People may have different ideas about what a nontraditional student is, but according to the National Center for Education Statistics, enrollment patterns, high school graduation status and financial and family status can all characterize a nontraditional student.

Carroll is one of more than 2,000 other nontraditional undergraduates at K-State, according to K-State Nontraditional and Veteran Student Services. In the fall of 2014, 23 percent of the students at K-State, including both undergraduate and graduate students, were nontraditional.

For Carroll, being a nontraditional student is not all bad. She said she thinks she has an advantage over the younger students.

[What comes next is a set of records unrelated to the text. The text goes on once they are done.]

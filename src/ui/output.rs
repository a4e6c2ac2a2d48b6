//! ui::output
//!
//! Output verbosity and one-off messages.

use std::fmt::Display;

/// Output verbosity level.
#[derive(Debug, Clone, Copy, PartialEq, Eq)]
pub enum Verbosity {
    /// Quiet mode - failures only
    Quiet,
    /// Normal mode - progress steps
    Normal,
    /// Debug mode - progress steps plus git diagnostics on stderr
    Debug,
}

impl Verbosity {
    /// Create verbosity from flags.
    pub fn from_flags(quiet: bool, debug: bool) -> Self {
        if quiet {
            Verbosity::Quiet
        } else if debug {
            Verbosity::Debug
        } else {
            Verbosity::Normal
        }
    }
}

/// Print a message (respects quiet mode).
pub fn print(message: impl Display, verbosity: Verbosity) {
    if verbosity != Verbosity::Quiet {
        println!("{}", message);
    }
}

“I know who I am, and I know what I want,” Carroll said. “I know what I need to get done.”

Carroll said now that she is older, she is much more ambitious and can see the “bigger picture” in a way many younger students may not be able to.

She said nontraditional students are usually the most unique individuals in the classroom setting because due to their life experiences, they can offer much more than a student’s perspective. Carroll said she is able to provide advice to some of her peers after what she has been through.

“Although getting my degree is great, I really, really love the fact that I can be of assistance to somebody else,” she said.

After graduation, Carroll said she wants to continue to inspire people and remain a board member of the Eve Restoration Ministry Foundation.

Douglas said many people fail to realize that Carroll is a working student and that she takes care of her son all on her own. Douglas said it has been an “uphill battle” for each of Carroll’s accomplishments, and Carroll’s story is so wonderful and inspiring that she wanted Carroll in the foundation.

Carroll has accomplished a lot but is still humble, said Spc. Chelsi Blahnik, Carroll’s friend and unit armorer at Fort Riley’s Headquarters and Headquarters Battery, 1st Battalion, 5th Field Artillery.

Blahnik said she and Carroll were in the same unit at Fort Riley before Carroll left the Army. They still see each other a lot, and she even baby-sits 19-month-old Bryson, whom Blahnik’s 7-year-old son adores.

“She is the most kind, loving and supporting person I’ve ever met,” Blahnik said. “I have never met anybody like her.”

Carroll said she does not mind sharing the story of her past.

“If there was any real reason why I’m in college, it’s just to be an inspiration to somebody else,” Carroll said.